境界線と禁
この裏山は広大だ。
広すぎて、何があるのか分からない。
今までは、人が入らないことで、
向こうからも干渉されなかった。
この神社が、山と人との境界線。
その役割を果たしてきた。
「緑、見てみろ。
また、増えてんな」
「……まぁ、敷地外ではあるが。
今まで、こんな事は無かったな」
手入れされた神社の庭。
そこから数メートル先。
山との境目に、
山烏の死体が無数に転がっていた。
「この山ではな、山烏は
危険を知らせる番人なんだ」
「これ以上入るな。
近づくな。
山の入口から最深部まで、
警告する役割がある」
ざっと見て、五十羽前後。
頭が無い。羽が無い。
くちばしが無い。目が抉られている。
原因は、分からない。
「何かに……襲われてますね?」
仁さんは、ゆっくり頷いた。
「そうだな。

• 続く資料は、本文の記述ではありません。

//! File system watcher scoped to the project root.
//!
//! Raw `notify` events are classified, filtered through the static ignore
//! rules and the caller's skip predicate, and forwarded over a channel.
//! Debouncing is the scheduler's job, not the watcher's.

use std::path::{Path, PathBuf};
use std::sync::Arc;

use notify::event::ModifyKind;
use notify::{Event, EventKind, RecommendedWatcher, RecursiveMode, Watcher};
use tokio::sync::mpsc;

use crate::error::{CliError, Result};

/// Directory names that are never watched.
const ALWAYS_IGNORED: &[&str] = &["node_modules", ".git"];

#[derive(Debug, Clone, Copy, PartialEq, Eq)]
pub enum ChangeKind {
    Create,
    Modify,
    Remove,
}

impl ChangeKind {
    pub fn as_str(&self) -> &'static str {
        match self {
            ChangeKind::Create => "create",
            ChangeKind::Modify => "modify",
            ChangeKind::Remove => "unlink",
        }
    }
}

#[derive(Debug, Clone, PartialEq, Eq)]
pub struct FileChange {
    pub kind: ChangeKind,
    pub path: PathBuf,
}

/// Static ignore rules: paths outside the root, `node_modules`, `.git` and
/// the configured `watch_ignore` entries. Plain entries match any path
/// segment; entries with glob characters match the root-relative path or
/// the file name.
#[derive(Debug, Clone)]
pub struct IgnoreRules {
    root: PathBuf,
    segments: Vec<String>,
    globs: Vec<String>,
}

impl IgnoreRules {
    pub fn new(root: &Path, patterns: &[String]) -> Self {
        let mut segments: Vec<String> = ALWAYS_IGNORED.iter().map(|s| s.to_string()).collect();
        let mut globs = Vec::new();
        for pattern in patterns {
            let pattern = pattern.trim_start_matches("./").trim_end_matches('/');
            if pattern.contains(['*', '?', '[', '{']) {
                globs.push(pattern.to_string());
            } else if !segments.iter().any(|s| s == pattern) {
                segments.push(pattern.to_string());
            }
        }

        Self {
            root: root.to_path_buf(),
            segments,
            globs,
        }
    }

    pub fn is_ignored(&self, path: &Path) -> bool {
        let Ok(relative) = path.strip_prefix(&self.root) else {
            return true;
        };

        let parts: Vec<String> = relative
            .components()
            .map(|c| c.as_os_str().to_string_lossy().into_owned())
            .collect();
        if parts
            .iter()
            .any(|part| self.segments.iter().any(|s| s == part))
        {
            return true;
        }

        let relative = parts.join("/");
        let file_name = parts.last().map(String::as_str).unwrap_or_default();
        self.globs.iter().any(|g| {
            fast_glob::glob_match(g, &relative) || fast_glob::glob_match(g, file_name)
        })
    }
}

/// Skip predicate consulted for every event; `true` drops the event.
pub type SkipFn = Arc<dyn Fn(&Path) -> bool + Send + Sync>;

/// Keeps the underlying `notify` watcher alive; dropping it stops watching.
pub struct ChangeWatcher {
    _watcher: RecommendedWatcher,
    root: PathBuf,
}

impl std::fmt::Debug for ChangeWatcher {
    fn fmt(&self, f: &mut std::fmt::Formatter<'_>) -> std::fmt::Result {
        f.debug_struct("ChangeWatcher")
            .field("root", &self.root)
            .finish_non_exhaustive()
    }
}

impl ChangeWatcher {
    /// Watch `root` recursively. Events not rejected by `rules` or `skip`
    /// arrive on the returned receiver.
    pub fn start(
        root: &Path,
        rules: IgnoreRules,
        skip: SkipFn,
    ) -> Result<(Self, mpsc::UnboundedReceiver<FileChange>)> {
        if !root.is_dir() {
            return Err(CliError::FileNotFound(root.to_path_buf()));
        }

        let (tx, rx) = mpsc::unbounded_channel();

        let mut watcher = notify::recommended_watcher(move |res: notify::Result<Event>| {
            let event = match res {
                Ok(event) => event,
                Err(err) => {
                    tracing::warn!(error = %err, "file watcher error");
                    return;
                }
            };

            for change in classify(&event) {
                if rules.is_ignored(&change.path) || skip(&change.path) {
                    tracing::trace!(path = %change.path.display(), "change skipped");
                    continue;
                }
                tracing::debug!(
                    kind = change.kind.as_str(),
                    path = %change.path.display(),
                    "file changed"
                );
                if tx.send(change).is_err() {
                    return;
                }
            }
        })?;

        watcher.watch(root, RecursiveMode::Recursive)?;
        tracing::debug!(root = %root.display(), "watching");

        Ok((
            Self {
                _watcher: watcher,
                root: root.to_path_buf(),
            },
            rx,
        ))
    }

    pub fn root(&self) -> &Path {
        &self.root
    }
}

/// Map a raw event to file changes. Renames report each path involved, as a
/// create when it exists afterwards and as an unlink otherwise.
fn classify(event: &Event) -> Vec<FileChange> {
    let kind = match event.kind {
        EventKind::Create(_) => ChangeKind::Create,
        EventKind::Modify(ModifyKind::Name(_)) => {
            return event
                .paths
                .iter()
                .filter(|p| !p.is_dir())
                .map(|p| FileChange {
                    kind: if p.exists() {
                        ChangeKind::Create
                    } else {
                        ChangeKind::Remove
                    },
                    path: p.clone(),
                })
                .collect();
        }
        EventKind::Modify(_) => ChangeKind::Modify,
        EventKind::Remove(_) => ChangeKind::Remove,
        EventKind::Access(_) | EventKind::Any | EventKind::Other => return Vec::new(),
    };

    event
        .paths
        .iter()
        .filter(|p| !p.is_dir())
        .map(|p| FileChange {
            kind,
            path: p.clone(),
        })
        .collect()
}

だが、何だろうな?」
「噛み千切る、突き刺す、抉る……
傷が、バラバラだ」
ますます、謎だ。
獣は基本、食うために殺す。
これは、明らかに違う。
欲のために殺す物の怪もいる。
だが――私の知る殺し方では無い。
「……分からない、ですね」
仁さんは首を振った。
「さっぱり分からん。
禁を犯した覚えも無いしな」
この山のルールは、単純だ。
無断で入るな。それだけ。
必ず山烏が警告する。
敷地外でも、触れれば禁を犯す。
だから今まで、
境界は守られてきた。
仁さんが、ちらりと私を見る。
「俺は、山と人間専門だ。
意味不明なのは、お前の専門だろ?」
……いや。
意味不明なのは、私も分からない。
「……一旦、戻りましょうか」
「そうだな」
そう言って、
私たちは神社の方へ引き返した。